It is important to note that the four great mountain strongholds of the Hakkiari, the Dersim, the Zeitun and the Sassun form an exception to the general rule that the plains are populated by a tenacious but unwarlike race of farmers and merchants, largely composed of Armenians, while the mountains are occupied by warlike nomadic and semi-nomadic Kurds. The sturdy warlike agriculturists of these four rough inaccessible regions have never, from the earliest until comparatively recent times, really acknowledged the control of a central government. Originally refugees from persecution, they in their turn offered shelter to lawbreakers and bandits. A large proportion of the Hakkiari are Nestorians, while the Dersimli are Kurds and the Zeitunli and Sassunli Gregorian Armenians. Mr. Geary, who believes the Nestorians to be the descendants of the ancient Chaldeans, says:—“They are unquestionably as fine a people, physically, as are to be found anywhere and their well-shaped heads and expressive features denote great natural intelligence.”
Having thus sketched as briefly as possible the early history, ethnology and physical features of the country, we shall be better able to understand what is commonly known as the “Armenian Question.”
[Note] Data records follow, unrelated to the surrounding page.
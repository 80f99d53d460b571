//! Bundle Position Resolver
//!
//! The remote compiler reports errors against the whole bundle it received:
//! either one newline-joined string or a map of module id to source. This
//! module walks the bundle back to the file and local line the error points
//! at, and pulls the location out of the raw error text.

use lazy_static::lazy_static;
use regex::Regex;
use serde::{Deserialize, Serialize};
use std::ops::Range;

#[cfg(feature = "napi")]
use napi_derive::napi;

use crate::error::{NotationError, Result};

lazy_static! {
    /// `... at line 12:5` - location inside the joined bundle.
    static ref BUNDLE_LOCATION_RE: Regex = Regex::new(r"\bat line (\d+):(\d+)").unwrap();

    /// `Error: ./src/game:12` or `Error: ./src/game:12:5` - location inside a module.
    static ref MODULE_LOCATION_RE: Regex =
        Regex::new(r"^Error: (\..*?):(\d+)(?::(\d+))?").unwrap();
}

/// A location inside one file of the bundle. Line and column are zero-based.
#[derive(Debug, Clone, PartialEq, Eq, Serialize, Deserialize)]
#[cfg_attr(feature = "napi", napi(object))]
#[serde(rename_all = "camelCase")]
pub struct ResolvedPosition {
    pub file: String,
    pub line: u32,
    pub column: u32,
}

#[derive(Debug, Clone, PartialEq, Eq, Serialize, Deserialize)]
#[cfg_attr(feature = "napi", napi(object))]
pub struct SourceFile {
    pub id: String,
    pub text: String,
}

/// Either form of a bundle the remote compiler may report errors against.
pub trait BundleLines {
    /// Resolve a 1-based `line`:`column` counted over the whole bundle.
    fn resolve_line(&self, line: u32, column: u32) -> Result<ResolvedPosition>;

    /// Source of the module with bundle id `id`.
    fn module_text(&self, id: &str) -> Option<&str>;
}

/// Files compiled together, in bundle order, kept apart.
#[derive(Debug, Clone, Default, PartialEq, Eq, Serialize, Deserialize)]
pub struct SourceBundle {
    files: Vec<SourceFile>,
}

impl SourceBundle {
    pub fn new() -> Self {
        Self::default()
    }

    pub fn push(&mut self, id: impl Into<String>, text: impl Into<String>) {
        self.files.push(SourceFile {
            id: id.into(),
            text: text.into(),
        });
    }

    pub fn files(&self) -> &[SourceFile] {
        &self.files
    }

    pub fn get(&self, id: &str) -> Option<&SourceFile> {
        self.files.iter().find(|f| f.id == id)
    }

    pub fn len(&self) -> usize {
        self.files.len()
    }

    pub fn is_empty(&self) -> bool {
        self.files.is_empty()
    }

    pub fn total_lines(&self) -> u32 {
        self.files.iter().map(|f| held_line_count(&f.text)).sum()
    }

    /// Resolve a 1-based `line`:`column` counted over the files in order.
    pub fn resolve(&self, line: u32, column: u32) -> Result<ResolvedPosition> {
        let counts: Vec<(&str, u32)> = self
            .files
            .iter()
            .map(|f| (f.id.as_str(), held_line_count(&f.text)))
            .collect();
        walk_line_counts(&counts, line, column)
    }

    /// Join every file with a single `\n`, remembering where each one sits.
    pub fn concatenate(&self) -> ConcatenatedBundle {
        let mut text = String::new();
        let mut spans = Vec::with_capacity(self.files.len());
        for (i, file) in self.files.iter().enumerate() {
            if i > 0 {
                text.push('\n');
            }
            let start = text.len();
            text.push_str(&file.text);
            spans.push((file.id.clone(), start..text.len()));
        }
        ConcatenatedBundle { text, spans }
    }
}

impl<I, T> FromIterator<(I, T)> for SourceBundle
where
    I: Into<String>,
    T: Into<String>,
{
    fn from_iter<It: IntoIterator<Item = (I, T)>>(iter: It) -> Self {
        let mut bundle = SourceBundle::new();
        for (id, text) in iter {
            bundle.push(id, text);
        }
        bundle
    }
}

impl BundleLines for SourceBundle {
    fn resolve_line(&self, line: u32, column: u32) -> Result<ResolvedPosition> {
        self.resolve(line, column)
    }

    fn module_text(&self, id: &str) -> Option<&str> {
        self.get(id).map(|file| file.text.as_str())
    }
}

/// The bundle as the single string that was sent to the remote compiler.
#[derive(Debug, Clone, PartialEq, Eq)]
pub struct ConcatenatedBundle {
    text: String,
    spans: Vec<(String, Range<usize>)>,
}

impl ConcatenatedBundle {
    pub fn text(&self) -> &str {
        &self.text
    }

    /// Resolve a 1-based `line`:`column` of the joined text. Each file covers
    /// its embedded newlines plus one lines of it.
    pub fn resolve(&self, line: u32, column: u32) -> Result<ResolvedPosition> {
        let counts: Vec<(&str, u32)> = self
            .spans
            .iter()
            .map(|(id, span)| {
                let newlines = self.text[span.clone()].matches('\n').count();
                (id.as_str(), to_u32(newlines + 1))
            })
            .collect();
        walk_line_counts(&counts, line, column)
    }
}

impl BundleLines for ConcatenatedBundle {
    fn resolve_line(&self, line: u32, column: u32) -> Result<ResolvedPosition> {
        self.resolve(line, column)
    }

    fn module_text(&self, id: &str) -> Option<&str> {
        self.spans
            .iter()
            .find(|(span_id, _)| span_id == id)
            .map(|(_, span)| &self.text[span.clone()])
    }
}

/// Lines a file actually holds: a trailing newline ends the last line
/// instead of opening an empty one.
fn held_line_count(text: &str) -> u32 {
    to_u32(text.lines().count())
}

fn to_u32(n: usize) -> u32 {
    u32::try_from(n).unwrap_or(u32::MAX)
}

fn walk_line_counts(counts: &[(&str, u32)], line: u32, column: u32) -> Result<ResolvedPosition> {
    let not_found = || NotationError::PositionNotFound {
        line,
        total_lines: counts.iter().map(|(_, c)| *c).fold(0u32, u32::saturating_add),
        files: counts.len(),
    };

    let mut offset = line.checked_sub(1).ok_or_else(not_found)?;
    for (id, count) in counts {
        if offset < *count {
            return Ok(ResolvedPosition {
                file: id.to_string(),
                line: offset,
                column: column.saturating_sub(1),
            });
        }
        offset -= count;
    }

    Err(not_found())
}

// ═══════════════════════════════════════════════════════════════════════════════
// REMOTE ERROR MESSAGES
// ═══════════════════════════════════════════════════════════════════════════════

/// Location carried by a remote compiler error message. Values are 1-based,
/// as printed.
#[derive(Debug, Clone, PartialEq, Eq)]
pub enum ErrorLocation {
    Bundle { line: u32, column: u32 },
    Module {
        id: String,
        line: u32,
        column: Option<u32>,
    },
}

impl ErrorLocation {
    pub fn parse(message: &str) -> Result<Self> {
        let malformed = || NotationError::MalformedErrorMessage {
            raw: message.to_string(),
        };
        let number = |m: Option<regex::Match<'_>>| -> Result<u32> {
            m.ok_or_else(malformed)?
                .as_str()
                .parse::<u32>()
                .map_err(|_| malformed())
        };

        if let Some(caps) = MODULE_LOCATION_RE.captures(message) {
            let id = caps.get(1).ok_or_else(malformed)?.as_str().to_string();
            let line = number(caps.get(2))?;
            let column = match caps.get(3) {
                Some(m) => Some(number(Some(m))?),
                None => None,
            };
            return Ok(ErrorLocation::Module { id, line, column });
        }

        if let Some(caps) = BUNDLE_LOCATION_RE.captures(message) {
            return Ok(ErrorLocation::Bundle {
                line: number(caps.get(1))?,
                column: number(caps.get(2))?,
            });
        }

        Err(malformed())
    }
}

/// Map a raw remote compiler error onto a file of `bundle`.
///
/// Callers fall back to showing `message` unmodified when this fails.
pub fn locate_error<B>(message: &str, bundle: &B) -> Result<ResolvedPosition>
where
    B: BundleLines + ?Sized,
{
    let location = ErrorLocation::parse(message).map_err(|err| {
        tracing::warn!(raw = message, "remote error carries no location");
        err
    })?;

    let resolved = match location {
        ErrorLocation::Bundle { line, column } => bundle.resolve_line(line, column),
        ErrorLocation::Module { id, line, column } => resolve_in_module(bundle, &id, line, column),
    };

    match &resolved {
        Ok(pos) => tracing::debug!(file = %pos.file, line = pos.line, "mapped remote error"),
        Err(err) => tracing::warn!(error = %err, "remote error location is outside the bundle"),
    }
    resolved
}

fn resolve_in_module<B: BundleLines + ?Sized>(
    bundle: &B,
    id: &str,
    line: u32,
    column: Option<u32>,
) -> Result<ResolvedPosition> {
    let not_found = |total_lines| NotationError::PositionNotFound {
        line,
        total_lines,
        files: 1,
    };

    let text = bundle.module_text(id).ok_or_else(|| not_found(0))?;
    let count = held_line_count(text).max(1);
    if line == 0 || line > count {
        return Err(not_found(count));
    }

    Ok(ResolvedPosition {
        file: id.to_string(),
        line: line - 1,
        column: column.unwrap_or(1).saturating_sub(1),
    })
}

/// Bundle id of a workspace file: `./`-relative, extension stripped.
///
/// `src/game.ts` becomes `./src/game`.
pub fn module_id(relative_path: &str) -> String {
    let normalized = relative_path.replace('\\', "/");
    let trimmed = normalized.trim_start_matches("./").trim_start_matches('/');

    let (dir, file) = match trimmed.rfind('/') {
        Some(i) => (&trimmed[..=i], &trimmed[i + 1..]),
        None => ("", trimmed),
    };
    let stem = match file.rfind('.') {
        Some(i) if i > 0 => &file[..i],
        _ => file,
    };

    format!("./{}{}", dir, stem)
}
//! Notation dialects.
//!
//! The remote compiler has accepted several small variants of the same
//! object/array/string grammar over time. Rather than one serializer per
//! variant, every serializer takes a [`Dialect`] describing the punctuation
//! and literal spellings to emit.
//!
//! Three presets are built in:
//!
//! | preset | tag field | quote | separator | null   | undefined | children      |
//! |--------|-----------|-------|-----------|--------|-----------|---------------|
//! | `json` | `"t"`     | `"`   | `:`       | `null` | `null`    | array         |
//! | `opl`  | `'0'`     | `'`   | `=`       | `NULL` | `NULL`    | keyed by index|
//! | `scl`  | positional| `"`   | `=`       | `NULL` | omitted   | keyed by tag  |
//!
//! A dialect can also be loaded from a JSON config that names a preset and
//! overrides individual fields:
//!
//! ```json
//! { "preset": "opl", "escaping": "strict", "indent": { "spaces": 3 } }
//! ```

use serde::{Deserialize, Serialize};
use std::fmt;
use std::str::FromStr;

use crate::error::{NotationError, Result};

/// Default recursion limit for all tree serializers.
pub const DEFAULT_MAX_DEPTH: usize = 256;

/// Largest `max_depth` a config may ask for.
pub const MAX_DEPTH_LIMIT: usize = DEFAULT_MAX_DEPTH * 16;

/// How the element tag name is introduced in an HTML object.
#[derive(Debug, Clone, PartialEq, Eq, Serialize, Deserialize)]
#[serde(rename_all = "camelCase")]
pub enum TagField {
    /// `"t": "div"`
    Key(String),
    /// The tag is the first, unkeyed entry: `{"div", ...}`
    Positional,
}

#[derive(Debug, Clone, Copy, PartialEq, Eq, Serialize, Deserialize)]
#[serde(rename_all = "camelCase")]
pub enum QuoteStyle {
    Double,
    Single,
}

impl QuoteStyle {
    pub fn char(self) -> char {
        match self {
            QuoteStyle::Double => '"',
            QuoteStyle::Single => '\'',
        }
    }
}

/// Key/value separator inside objects.
#[derive(Debug, Clone, Copy, PartialEq, Eq, Serialize, Deserialize)]
#[serde(rename_all = "camelCase")]
pub enum Separator {
    /// `"key": value`
    Colon,
    /// `"key" = value`
    Equals,
}

impl Separator {
    pub fn as_str(self) -> &'static str {
        match self {
            Separator::Colon => ": ",
            Separator::Equals => " = ",
        }
    }
}

#[derive(Debug, Clone, Copy, PartialEq, Eq, Serialize, Deserialize)]
#[serde(rename_all = "camelCase")]
pub enum BooleanStyle {
    /// `1` / `0`
    Numeric,
    /// `true` / `false`
    Literal,
}

#[derive(Debug, Clone, Copy, PartialEq, Eq, Serialize, Deserialize)]
#[serde(rename_all = "camelCase")]
pub enum NullStyle {
    /// `NULL`
    Upper,
    /// `null`
    Lower,
}

impl NullStyle {
    pub fn as_str(self) -> &'static str {
        match self {
            NullStyle::Upper => "NULL",
            NullStyle::Lower => "null",
        }
    }
}

/// What happens to `undefined` values.
#[derive(Debug, Clone, Copy, PartialEq, Eq, Serialize, Deserialize)]
#[serde(rename_all = "camelCase")]
pub enum UndefinedStyle {
    /// Rendered with the dialect's null literal.
    AsNull,
    /// Object entries holding `undefined` are left out. Where there is no
    /// entry to drop (array items, top level) the null literal is used.
    Omit,
}

/// Shape of the `children` collection of an HTML object.
#[derive(Debug, Clone, Copy, PartialEq, Eq, Serialize, Deserialize)]
#[serde(rename_all = "camelCase")]
pub enum ChildrenLayout {
    /// `[ {...}, {...} ]`
    Array,
    /// `{ "div": {...}, "p": {...} }`
    KeyedByTag,
    /// `{ "0": {...}, "1": {...} }`
    KeyedByIndex,
}

#[derive(Debug, Clone, Copy, PartialEq, Eq, Serialize, Deserialize)]
#[serde(rename_all = "camelCase")]
pub enum Indent {
    Tab,
    Spaces(u8),
}

impl Indent {
    pub fn unit(self) -> String {
        match self {
            Indent::Tab => "\t".to_string(),
            Indent::Spaces(n) => " ".repeat(n as usize),
        }
    }

    pub fn at(self, depth: usize) -> String {
        self.unit().repeat(depth)
    }
}

/// Separator placed between sequence items.
#[derive(Debug, Clone, Copy, PartialEq, Eq, Serialize, Deserialize)]
#[serde(rename_all = "camelCase")]
pub enum SequenceSeparator {
    Newline,
    CommaNewline,
}

impl SequenceSeparator {
    pub fn as_str(self) -> &'static str {
        match self {
            SequenceSeparator::Newline => "\n",
            SequenceSeparator::CommaNewline => ",\n",
        }
    }
}

/// How string contents are written between quotes.
#[derive(Debug, Clone, Copy, PartialEq, Eq, Serialize, Deserialize)]
#[serde(rename_all = "camelCase")]
pub enum EscapeMode {
    /// Contents are inserted verbatim, matching what the remote compiler has
    /// always been fed. Embedded quotes produce unbalanced output.
    Faithful,
    /// Backslash, the active quote and control characters are escaped.
    Strict,
}

/// A complete notation dialect.
#[derive(Debug, Clone, PartialEq, Eq, Serialize, Deserialize)]
#[serde(rename_all = "camelCase", deny_unknown_fields)]
pub struct Dialect {
    pub name: String,
    pub tag_field: TagField,
    pub quote: QuoteStyle,
    pub separator: Separator,
    pub boolean_style: BooleanStyle,
    pub null_style: NullStyle,
    pub undefined_style: UndefinedStyle,
    pub children_layout: ChildrenLayout,
    pub indent: Indent,
    pub sequence_separator: SequenceSeparator,
    /// Backslash-escape `.` in CSS selectors; the notation reads `.` as a
    /// path separator in keys.
    pub escape_selector_dots: bool,
    pub escaping: EscapeMode,
    /// Field holding the inline text of a leaf element.
    pub text_field: String,
    pub children_field: String,
    pub max_depth: usize,
}

impl Default for Dialect {
    fn default() -> Self {
        Self::json()
    }
}

impl Dialect {
    /// The JSON-flavoured dialect the editor's HTML-to-JSON command has always emitted.
    pub fn json() -> Self {
        Self {
            name: "json".to_string(),
            tag_field: TagField::Key("t".to_string()),
            quote: QuoteStyle::Double,
            separator: Separator::Colon,
            boolean_style: BooleanStyle::Numeric,
            null_style: NullStyle::Lower,
            undefined_style: UndefinedStyle::AsNull,
            children_layout: ChildrenLayout::Array,
            indent: Indent::Tab,
            sequence_separator: SequenceSeparator::CommaNewline,
            escape_selector_dots: false,
            escaping: EscapeMode::Faithful,
            text_field: "html".to_string(),
            children_field: "children".to_string(),
            max_depth: DEFAULT_MAX_DEPTH,
        }
    }

    pub fn opl() -> Self {
        Self {
            name: "opl".to_string(),
            tag_field: TagField::Key("0".to_string()),
            quote: QuoteStyle::Single,
            separator: Separator::Equals,
            null_style: NullStyle::Upper,
            children_layout: ChildrenLayout::KeyedByIndex,
            sequence_separator: SequenceSeparator::Newline,
            escape_selector_dots: true,
            ..Self::json()
        }
    }

    pub fn scl() -> Self {
        Self {
            name: "scl".to_string(),
            tag_field: TagField::Positional,
            separator: Separator::Equals,
            null_style: NullStyle::Upper,
            undefined_style: UndefinedStyle::Omit,
            children_layout: ChildrenLayout::KeyedByTag,
            indent: Indent::Spaces(3),
            sequence_separator: SequenceSeparator::Newline,
            ..Self::json()
        }
    }

    pub fn presets() -> [Dialect; 3] {
        [Self::json(), Self::opl(), Self::scl()]
    }

    pub fn with_escaping(mut self, escaping: EscapeMode) -> Self {
        self.escaping = escaping;
        self
    }

    pub fn with_max_depth(mut self, max_depth: usize) -> Self {
        self.max_depth = max_depth;
        self
    }

    /// Load a dialect from a JSON config.
    ///
    /// The optional `preset` key picks the base dialect (defaults to `json`);
    /// every other key overrides the matching field of that preset.
    pub fn from_json_str(config: &str) -> Result<Self> {
        let value: serde_json::Value =
            serde_json::from_str(config).map_err(|e| NotationError::Config(e.to_string()))?;
        let mut overrides = match value {
            serde_json::Value::Object(map) => map,
            other => {
                return Err(NotationError::Config(format!(
                    "expected an object, found `{}`",
                    other
                )))
            }
        };

        let base = match overrides.remove("preset") {
            Some(serde_json::Value::String(name)) => name.parse::<Dialect>()?,
            Some(other) => {
                return Err(NotationError::Config(format!(
                    "`preset` must be a string, found `{}`",
                    other
                )))
            }
            None => Dialect::json(),
        };

        let mut merged = match serde_json::to_value(&base) {
            Ok(serde_json::Value::Object(map)) => map,
            Ok(_) | Err(_) => {
                return Err(NotationError::Config(format!(
                    "preset `{}` is not representable",
                    base.name
                )))
            }
        };
        for (key, value) in overrides {
            merged.insert(key, value);
        }

        let dialect: Dialect = serde_json::from_value(serde_json::Value::Object(merged))
            .map_err(|e| NotationError::Config(e.to_string()))?;
        dialect.validate()?;
        tracing::debug!(dialect = %dialect.name, "loaded dialect config");
        Ok(dialect)
    }

    /// Either a preset name (`opl`) or an inline JSON config (`{"preset": ...}`).
    pub fn load(input: &str) -> Result<Self> {
        let input = input.trim();
        if input.starts_with('{') {
            Self::from_json_str(input)
        } else {
            input.parse()
        }
    }

    pub fn validate(&self) -> Result<()> {
        if self.max_depth == 0 {
            return Err(NotationError::Config("`maxDepth` must be at least 1".into()));
        }
        if self.max_depth > MAX_DEPTH_LIMIT {
            return Err(NotationError::Config(format!(
                "`maxDepth` must be at most {}, found {}",
                MAX_DEPTH_LIMIT, self.max_depth
            )));
        }
        if self.text_field.is_empty() || self.children_field.is_empty() {
            return Err(NotationError::Config(
                "`textField` and `childrenField` must not be empty".into(),
            ));
        }
        if let TagField::Key(key) = &self.tag_field {
            if key.is_empty() {
                return Err(NotationError::Config("tag field key must not be empty".into()));
            }
        }
        Ok(())
    }
}

impl FromStr for Dialect {
    type Err = NotationError;

    fn from_str(name: &str) -> Result<Self> {
        match name.to_ascii_lowercase().as_str() {
            "json" => Ok(Self::json()),
            "opl" => Ok(Self::opl()),
            "scl" => Ok(Self::scl()),
            other => Err(NotationError::Config(format!("unknown dialect `{}`", other))),
        }
    }
}

impl fmt::Display for Dialect {
    fn fmt(&self, f: &mut fmt::Formatter<'_>) -> fmt::Result {
        f.write_str(&self.name)
    }
}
When the Ottoman rule was established, the plain-dwellers and the pastoral tribes of the mountain slopes still preserved their national customs, language and vices, and they have retained these to this day. The waves of conquest had swept over the cold, inhospitable plateau into the richer and warmer plains beyond; but while the conquerors had established governors and garrisons, they had never planted colonists; this is the principal reason why there has been so little change in this strange country. When we hear of the aspirations of the Armenians for independence or absorption by Russia, we must always remember that from all accounts the mountaineers, or Kurds, have been as long established in Kurdistan as the plain-dwellers, usually called by the name of Armenians, and have consequently an equal right to a voice in the matter.
How then is it that the Armenians have developed a national sentiment, whereas the Kurds, who equally retain their former customs and language, are bitterly opposed to any alteration in their present condition?
We all know that Constantinople was captured by the Osmanli Turks in the year 1453. Their sultan, Mahomed II., a liberal and wise ruler, granted religious freedom to the conquered races in his dominions and, in order not to be troubled with their continual disputes, organized all the non-Moslems into communities or “millets” under their own ecclesiastical chiefs, with absolute authority in civil and religious matters. There was already at this time a large[20] number of Armenians in Stambul, who in due course were formed into a community of this kind under their own Ecclesiastikos or Patriach. When Selim I. conquered Armenia the Gregorian Christians of that country were by an imperial iradé incorporated under the Armenian Patriarch at Constantinople, while the Kurds, who had embraced Islam under the Seljuk rule, received no special treatment since they were of the same religion as their rulers.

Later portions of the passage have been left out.